E, obviamente, por se tratar de uma entidade cuja característica é lidar com questões e valores éticos e morais, não tem nenhum apelo comercial, no sentido de se obterem apoios para eventos e, assim, divulgar mais a Bioética.
Não se trata de um campo como a área clínica, diagnóstica, nas quais os próprios setores específicos têm interesse em ajudar a patrocinar encontros, já que o nosso “produto” são reflexões éticas e morais.
CBIO – A interdisciplinaridade facilita ou dificulta o contato entre as pessoas na área?
Regina – Foi outro desafio importante para mim, que já havia presidido entidades médicas: pela primeira vez encabecei um grupo multi e transdisciplinar, no qual precisei aprender a lidar com pessoas plurais e outra formação profissional e, por isso, com formas diversas observar e discutir conflitos.
Aquilo que podia ser bom aos médicos, não servia, por exemplo, ao campo do Direito, das Ciências Sociais; ou de outras de Humanidades.

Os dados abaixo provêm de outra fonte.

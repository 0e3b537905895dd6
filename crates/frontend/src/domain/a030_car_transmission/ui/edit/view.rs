use super::state::EditField;
use super::view_model::UpdateTransmissionVm;
use crate::shared::i18n::I18n;
use crate::shared::icons::icon;
use crate::shared::modal_frame::ModalFrame;
use crate::shared::notifications::NotificationService;
use contracts::domain::a030_car_transmission::aggregate::CarTransmission;
use leptos::prelude::*;
use thaw::*;

/// Edit icon + modal form for one transmission record.
///
/// The form is re-seeded from `item` each time the icon is clicked.
#[component]
pub fn UpdateTransmissionModal(
    /// Record to edit (owned by the list)
    #[prop(into)]
    item: Signal<CarTransmission>,
    /// Refresh of the parent list, called after a successful update
    get_data: Callback<()>,
    /// Allowed status values, in display order
    #[prop(into)]
    status_options: Signal<Vec<String>>,
    i18n: I18n,
) -> impl IntoView {
    let notifications = use_context::<NotificationService>()
        .expect("NotificationService not provided in context");
    let vm = UpdateTransmissionVm::new();
    let is_open = vm.is_open();
    let is_loading = vm.is_loading();
    let name_tm = vm.field(EditField::NameTm);
    let name_ru = vm.field(EditField::NameRu);
    let description = vm.field(EditField::Description);
    let status = vm.field(EditField::Status);

    let handle_open = move |_| vm.open(&item.get_untracked());
    let handle_close = Callback::new(move |_| vm.close());

    view! {
        <button
            class="button button--icon"
            title=i18n.t("edit")
            on:click=handle_open
        >
            {icon("edit")}
        </button>

        <Show when=move || is_open.get()>
            <ModalFrame
                on_close=handle_close
                modal_style="max-width: min(760px, 95vw); width: min(760px, 95vw);".to_string()
            >
                <div class="details-container car-transmission-details">
                    <div class="details-header" style="display: flex; justify-content: space-between; align-items: center;">
                        <h3>{i18n.t("editCarTransmition")}</h3>
                        <button
                            class="button button--icon modal__close"
                            title=i18n.t("close")
                            on:click=move |_| vm.close()
                        >
                            {icon("x")}
                        </button>
                    </div>

                    <div class="details-grid--2col" style="padding-top: 24px;">
                        <div class="form__group">
                            <label class="form__label" for="name_tm">{i18n.t("nameTm")}</label>
                            <input
                                type="text"
                                id="name_tm"
                                class="form__input"
                                prop:value=move || name_tm.get()
                                on:input=move |ev| vm.set_field(EditField::NameTm, event_target_value(&ev))
                            />
                        </div>

                        <div class="form__group">
                            <label class="form__label" for="name_ru">{i18n.t("nameRu")}</label>
                            <input
                                type="text"
                                id="name_ru"
                                class="form__input"
                                prop:value=move || name_ru.get()
                                on:input=move |ev| vm.set_field(EditField::NameRu, event_target_value(&ev))
                            />
                        </div>

                        <div class="form__group">
                            <label class="form__label" for="status">{i18n.t("status")}</label>
                            <select
                                id="status"
                                class="form__select"
                                prop:value=move || status.get()
                                on:change=move |ev| vm.set_field(EditField::Status, event_target_value(&ev))
                            >
                                {move || {
                                    let current = status.get();
                                    status_options
                                        .get()
                                        .into_iter()
                                        .map(|s| {
                                            let selected = s == current;
                                            let label = s.clone();
                                            view! { <option value=s selected=selected>{label}</option> }
                                        })
                                        .collect_view()
                                }}
                            </select>
                        </div>

                        <div class="form__group">
                            <label class="form__label" for="description">{i18n.t("desc")}</label>
                            <textarea
                                id="description"
                                class="form__textarea"
                                rows="5"
                                prop:value=move || description.get()
                                on:input=move |ev| vm.set_field(EditField::Description, event_target_value(&ev))
                            />
                        </div>
                    </div>

                    <div class="details-actions" style="display: flex; justify-content: flex-end; gap: 16px; margin-top: 24px;">
                        <Button appearance=ButtonAppearance::Secondary on_click=move |_| vm.clear()>
                            {icon("x")}
                            {i18n.t("clear")}
                        </Button>
                        <Button
                            appearance=ButtonAppearance::Primary
                            on_click=move |_| vm.save_command(notifications, get_data)
                            disabled=move || is_loading.get()
                            loading=move || is_loading.get()
                        >
                            {icon("save")}
                            {i18n.t("save")}
                        </Button>
                    </div>
                </div>
            </ModalFrame>
        </Show>
    }
}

Mas, no sentido de ganho pessoal, foi um ótimo aprendizado e a coisa mais enriquecedora dos últimos anos.
No começo, claro, o que pesava mais as era o fato de a entidade estar descapitalizada. Então, as questões mais estruturantes acabavam se impondo como prioridade, protelando as ações para o avanço em Bioética.
Quando as coisas se conjugam, você tem a equipe certa, equipamentos que ajudam, o associado percebe e responde, como ocorreu no XII Congresso Brasileiro de Bioética: os presentes verbalizaram sua satisfação com o mandato que estava se encerrando. A entidade foi capaz de fazer com que se sentissem representadas perante a população.
CBIO – O que devemos esperar da SBB agora?
Regina – Não existe motivo para disputa de poder em uma entidade que exige muito de diretoria e colaboradores. Estes precisam ter compromisso, disciplina, dedicação à leitura e tolerância junto aos colegas de outras áreas.
Por isso, ficamos muito contentes com nossos sucessores, que contam com larga tradição em discutir questões éticas e bioéticas em diferentes inserções, seja na vida acadêmica, na área de regulação, direito e da Igreja – com a pluralidade que preservamos e defendemos.